Identifying patients with antibodies to human leucocyte antigens (HLA) or human platelet antigens (HPA) is important since the use of HLA- or HPA-matched platelet components may result in improved transfusion response.

In deciding how to treat a refractory patient there may be a number of appropriate strategies for improving the response to platelet transfusions such as matching for HLA or HPA, increasing the transfused dose or even discontinuing transfusion.

NZBS has produced Guidelines for the Management of Patients Refractory to Platelets from which the table below is taken.

Table 4.14: Options for Managing Patients Refractory to Platelets

Matched platelets are prepared for a specific recipient after consultation with a NZBS Transfusion Medicine Specialist/ Medical Officer. Normally at least 48 hours’ notice is required because suitable donors need to be identified and attend to donate platelets. This is, followed by the usual pre-release testing for bacterial contamination. After transfusion a 30-minute platelet increment is indicated.

Contraindications

Transfusion of platelets is generally contraindicated in the following conditions:

  • Thrombotic thrombocytopenic purpura (TTP)
  • Haemolytic uraemic syndrome (HUS)
  • Heparin-induced thrombocytopenia (HIT)
  • Posttransfusion purpura (PTP)

Severe adverse reactions have been reported in patients with TTP and HIT following platelet transfusion. Platelet transfusion to these patients may also precipitate thrombotic events and can aggravate their clinical condition.

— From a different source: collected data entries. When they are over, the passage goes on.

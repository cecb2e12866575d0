//! Parsed stack trace entries.
//!
//! A trace line uses the column layout of `backtrace_symbols(3)`:
//!
//! ```text
//! 3   myapp                            0x000055d0c1a2b3c4 myapp::worker::run + 52
//! 4   Foundation                       0x00000001a2b3c4d5 -[NSOperation start] + 848
//! 5   libsystem_c.dylib                0x00000001a2b3c4d5 0x00000001a2b30000 + 50389
//! ```
//!
//! That is: frame index, image name, hexadecimal address, then the symbol and
//! its byte offset. The symbol takes one of two shapes:
//!
//! - **Method frames**: `-[Type method]` (instance-level) or `+[Type method]`
//!   (type-level), as emitted for Objective-C frames on Apple platforms.
//! - **Function frames**: a bare (already demangled) function name.
//!
//! When the image has no symbol for the address the symbol column holds the
//! image base address instead, and the entry is reported as unresolved.
//!
//! Parsing never fails. Anything that does not fit degrades to empty/zero
//! fields while [`StackTraceEntry::raw_entry`] keeps the original text.

use std::fmt;

use super::Address;

/// Width of the image name column in rendered trace lines.
pub const LIBRARY_COLUMN_WIDTH: usize = 32;

/// One frame of a captured stack trace.
///
/// Entries are immutable once parsed. Use the accessors to read fields.
///
/// ## Example
///
/// ```rust
/// use crashwatch_core::StackTraceEntry;
///
/// let entry = StackTraceEntry::from_trace_line("2   myapp   0x0000000000401a2c myapp::compute + 28");
/// assert_eq!(entry.trace_entry_number(), 2);
/// assert_eq!(entry.library(), "myapp");
/// assert_eq!(entry.selector_name(), "myapp::compute");
/// assert_eq!(entry.offset(), 28);
/// ```
#[derive(Debug, Clone, PartialEq, Eq)]
pub struct StackTraceEntry
{
    trace_entry_number: u32,
    library: String,
    address: Address,
    object_class: Option<String>,
    is_class_level_selector: bool,
    selector_name: String,
    offset: i64,
    raw_entry: String,
}

impl StackTraceEntry
{
    /// Parse a trace line, taking the entry number from the line itself.
    ///
    /// Lines without a leading index get entry number 0.
    pub fn from_trace_line(line: &str) -> Self
    {
        Self::parse(line, 0)
    }

    /// Parse a trace line captured at `position` in its trace.
    ///
    /// `position` is used as the entry number when the line carries no index
    /// of its own.
    pub fn from_trace_line_at(position: u32, line: &str) -> Self
    {
        Self::parse(line, position)
    }

    fn parse(line: &str, fallback_number: u32) -> Self
    {
        let mut entry = Self {
            trace_entry_number: fallback_number,
            library: String::new(),
            address: Address::ZERO,
            object_class: None,
            is_class_level_selector: false,
            selector_name: String::new(),
            offset: 0,
            raw_entry: line.to_string(),
        };

        let text = line.trim();
        let mut body = text;
        if let Some((first, rest)) = split_first_token(text) {
            if let Ok(number) = first.parse::<u32>() {
                entry.trace_entry_number = number;
                body = rest;
            }
        }

        let Some((start, token, address)) =
            tokens(body).find_map(|(start, token)| Address::parse_hex(token).map(|address| (start, token, address)))
        else {
            return entry;
        };

        entry.library = body[..start].trim().to_string();
        entry.address = address;

        let (symbol, offset) = split_offset(body[start + token.len()..].trim());
        entry.offset = offset;

        if symbol.is_empty() || Address::parse_hex(symbol).is_some() {
            return entry;
        }

        match method_frame(symbol) {
            Some((class_level, class, selector)) => {
                entry.object_class = Some(class.to_string());
                entry.is_class_level_selector = class_level;
                entry.selector_name = selector.to_string();
            }
            None => entry.selector_name = symbol.to_string(),
        }

        entry
    }

    /// This entry's position in the original stack trace (0 = capture point).
    pub fn trace_entry_number(&self) -> u32
    {
        self.trace_entry_number
    }

    /// Which binary image (library, framework, or the process) the frame is in.
    pub fn library(&self) -> &str
    {
        &self.library
    }

    /// The instruction address.
    pub fn address(&self) -> Address
    {
        self.address
    }

    /// The owning type, for method frames.
    pub fn object_class(&self) -> Option<&str>
    {
        self.object_class.as_deref()
    }

    /// `true` if the frame is a type-level (`+[...]`) method.
    pub fn is_class_level_selector(&self) -> bool
    {
        self.is_class_level_selector
    }

    /// The method or function name. Empty when unresolved.
    pub fn selector_name(&self) -> &str
    {
        &self.selector_name
    }

    /// Byte offset from the start of the resolved symbol.
    pub fn offset(&self) -> i64
    {
        self.offset
    }

    /// The original, unparsed trace line.
    pub fn raw_entry(&self) -> &str
    {
        &self.raw_entry
    }

    /// `true` if a symbol name was recovered for this frame.
    pub fn is_resolved(&self) -> bool
    {
        !self.selector_name.is_empty()
    }

    /// The symbol column as it appears in a trace line.
    ///
    /// Returns `None` for unresolved frames.
    pub fn symbol(&self) -> Option<String>
    {
        if !self.is_resolved() {
            return None;
        }
        Some(match &self.object_class {
            Some(class) => {
                let marker = if self.is_class_level_selector { '+' } else { '-' };
                format!("{marker}[{class} {}]", self.selector_name)
            }
            None => self.selector_name.clone(),
        })
    }

    /// Compact `Type::method` (or bare function) form used by condensed traces.
    pub fn condensed(&self) -> Option<String>
    {
        if !self.is_resolved() {
            return None;
        }
        Some(match &self.object_class {
            Some(class) => format!("{class}::{}", self.selector_name),
            None => self.selector_name.clone(),
        })
    }
}

impl fmt::Display for StackTraceEntry
{
    /// Fixed-width trace line; unresolved frames print `raw_entry` verbatim.
    fn fmt(&self, f: &mut fmt::Formatter<'_>) -> fmt::Result
    {
        match self.symbol() {
            Some(symbol) => write!(
                f,
                "{:<4}{:<width$} {} {} + {}",
                self.trace_entry_number,
                self.library,
                self.address,
                symbol,
                self.offset,
                width = LIBRARY_COLUMN_WIDTH
            ),
            None => f.write_str(&self.raw_entry),
        }
    }
}

/// Whitespace-separated tokens with their byte offsets into `text`.
fn tokens(text: &str) -> impl Iterator<Item = (usize, &str)> + '_
{
    let base = text.as_ptr() as usize;
    text.split_whitespace().map(move |token| (token.as_ptr() as usize - base, token))
}

fn split_first_token(text: &str) -> Option<(&str, &str)>
{
    if text.is_empty() {
        return None;
    }
    match text.split_once(char::is_whitespace) {
        Some((first, rest)) => Some((first, rest.trim_start())),
        None => Some((text, "")),
    }
}

/// Split `symbol + offset`; a missing or unparseable offset yields 0.
fn split_offset(symbol_part: &str) -> (&str, i64)
{
    if let Some((symbol, offset)) = symbol_part.rsplit_once(" + ") {
        if let Some(value) = parse_offset(offset.trim()) {
            return (symbol.trim_end(), value);
        }
    }
    (symbol_part, 0)
}

fn parse_offset(token: &str) -> Option<i64>
{
    match token.strip_prefix("0x").or_else(|| token.strip_prefix("0X")) {
        Some(hex) => i64::from_str_radix(hex, 16).ok(),
        None => token.parse().ok(),
    }
}

/// Recognise `-[Type method]` / `+[Type method]`.
///
/// Returns `(class_level, type, method)`.
fn method_frame(symbol: &str) -> Option<(bool, &str, &str)>
{
    let class_level = match symbol.as_bytes().first()? {
        b'+' => true,
        b'-' => false,
        _ => return None,
    };
    let inner = symbol[1..].strip_prefix('[')?.strip_suffix(']')?;
    let (class, selector) = inner.split_once(' ')?;
    let (class, selector) = (class.trim(), selector.trim());
    if class.is_empty() || selector.is_empty() {
        return None;
    }
    Some((class_level, class, selector))
}
//! # Crash reports
//!
//! The text artifact written when a fatal event is captured.
//!
//! ## Format
//!
//! ```text
//! Crash report for myapp (pid 4242)
//! Failure: signal 8 (SIGFPE: arithmetic fault)
//! Generated: 2026-03-01T12:00:00.000000Z
//! Context:
//!   session=abc123
//! Stack trace:
//! 3   myapp                            0x000055d0c1a2b3c4 myapp::divide + 20
//! 4   myapp                            0x000055d0c1a2b400 main + 40
//! ```
//!
//! The `Context:` block only appears when the delegate supplied context. The
//! stack trace block is exactly what
//! [`StackTracer::printable_trace`](crate::StackTracer::printable_trace)
//! renders, one frame per line.

use std::fmt::Write as _;

use chrono::{DateTime, SecondsFormat, SubsecRound, Utc};

use crate::types::{FailureIdentity, StackTraceEntry};

const HEADER_PREFIX: &str = "Crash report for ";
const FAILURE_PREFIX: &str = "Failure: ";
const GENERATED_PREFIX: &str = "Generated: ";
const CONTEXT_HEADER: &str = "Context:";
const TRACE_HEADER: &str = "Stack trace:";
const CONTEXT_INDENT: &str = "  ";

/// A crash report, either about to be written or read back from disk.
#[derive(Debug, Clone, PartialEq, Eq)]
pub struct CrashReport
{
    /// Name of the process that crashed
    pub process_name: String,
    /// Its process id
    pub pid: u32,
    /// Rendered failure identity
    pub failure: String,
    /// When the report was generated
    pub generated: DateTime<Utc>,
    /// Delegate-supplied context lines
    pub context: Vec<String>,
    /// Rendered frame lines, capture point first
    pub frames: Vec<String>,
}

impl CrashReport
{
    /// Build a report for `identity` from an already filtered trace.
    pub fn new(process_name: &str, identity: &FailureIdentity, trace: &[StackTraceEntry], context: Option<&str>) -> Self
    {
        Self {
            process_name: process_name.to_string(),
            pid: std::process::id(),
            failure: identity.to_string(),
            generated: Utc::now().trunc_subsecs(6),
            context: context.map(|text| text.lines().map(str::to_string).collect()).unwrap_or_default(),
            frames: trace.iter().map(ToString::to_string).collect(),
        }
    }

    /// Render the report text.
    pub fn render(&self) -> String
    {
        let mut text = String::new();
        // Writing into a String cannot fail.
        let _ = writeln!(text, "{HEADER_PREFIX}{} (pid {})", self.process_name, self.pid);
        let _ = writeln!(text, "{FAILURE_PREFIX}{}", self.failure);
        let _ = writeln!(
            text,
            "{GENERATED_PREFIX}{}",
            self.generated.to_rfc3339_opts(SecondsFormat::Micros, true)
        );
        if !self.context.is_empty() {
            let _ = writeln!(text, "{CONTEXT_HEADER}");
            for line in &self.context {
                let _ = writeln!(text, "{CONTEXT_INDENT}{line}");
            }
        }
        let _ = writeln!(text, "{TRACE_HEADER}");
        for frame in &self.frames {
            let _ = writeln!(text, "{frame}");
        }
        text
    }

    /// Read a report back from its rendered text.
    ///
    /// Returns `None` if the header, failure or generation line is missing or
    /// malformed. Frame lines are kept verbatim.
    ///
    /// ## Example
    ///
    /// ```rust
    /// use crashwatch_core::CrashReport;
    ///
    /// let text = "Crash report for app (pid 7)\n\
    ///             Failure: signal 8 (SIGFPE: arithmetic fault)\n\
    ///             Generated: 2026-03-01T12:00:00Z\n\
    ///             Stack trace:\n\
    ///             0   app   0x10 main + 4\n";
    /// let report = CrashReport::parse(text).unwrap();
    /// assert_eq!(report.pid, 7);
    /// assert_eq!(report.frames.len(), 1);
    /// ```
    pub fn parse(text: &str) -> Option<Self>
    {
        let mut lines = text.lines();

        let header = lines.next()?.strip_prefix(HEADER_PREFIX)?;
        let (process_name, pid) = header.rsplit_once(" (pid ")?;
        let pid = pid.strip_suffix(')')?.parse().ok()?;

        let failure = lines.next()?.strip_prefix(FAILURE_PREFIX)?.to_string();
        let generated = DateTime::parse_from_rfc3339(lines.next()?.strip_prefix(GENERATED_PREFIX)?)
            .ok()?
            .with_timezone(&Utc);

        let mut context = Vec::new();
        let mut line = lines.next()?;
        if line == CONTEXT_HEADER {
            loop {
                line = lines.next()?;
                match line.strip_prefix(CONTEXT_INDENT) {
                    Some(entry) => context.push(entry.to_string()),
                    None => break,
                }
            }
        }
        if line != TRACE_HEADER {
            return None;
        }

        let frames = lines.filter(|line| !line.trim().is_empty()).map(str::to_string).collect();

        Some(Self {
            process_name: process_name.to_string(),
            pid,
            failure,
            generated,
            context,
            frames,
        })
    }

    /// Parse the frame lines back into entries.
    pub fn entries(&self) -> Vec<StackTraceEntry>
    {
        self.frames
            .iter()
            .enumerate()
            .map(|(position, line)| StackTraceEntry::from_trace_line_at(u32::try_from(position).unwrap_or(u32::MAX), line))
            .collect()
    }
}
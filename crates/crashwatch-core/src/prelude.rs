//! Common module for library exports

pub use crate::config::CrashConfig;
pub use crate::error::{CrashError, CrashResult};
pub use crate::manager::{CrashDelegate, CrashManager};
pub use crate::tracer::StackTracer;
pub use crate::types::address::Address;
pub use crate::types::{FailureIdentity, FatalSignal, StackTraceEntry};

In this next group, platelet transfusion is unlikely to cause any sustained increase of platelet count:

  • Immune thrombocytopenic purpura (ITP)
  • Drug-induced thrombocytopenia of immune origin

Prophylactic use of platelet transfusion in these patients is of little benefit but platelet transfusion may be useful to stop active bleeding. Management of these complex disorders of haemostasis should involve a haematologist.

Adverse Reactions

Adverse reactions to platelets are predominantly allergic or febrile non-haemolytic transfusion reactions. The frequency of adverse reactions during transfusion of platelet concentrates has reduced following the introduction of platelet additive solution (PAS) as suspension medium.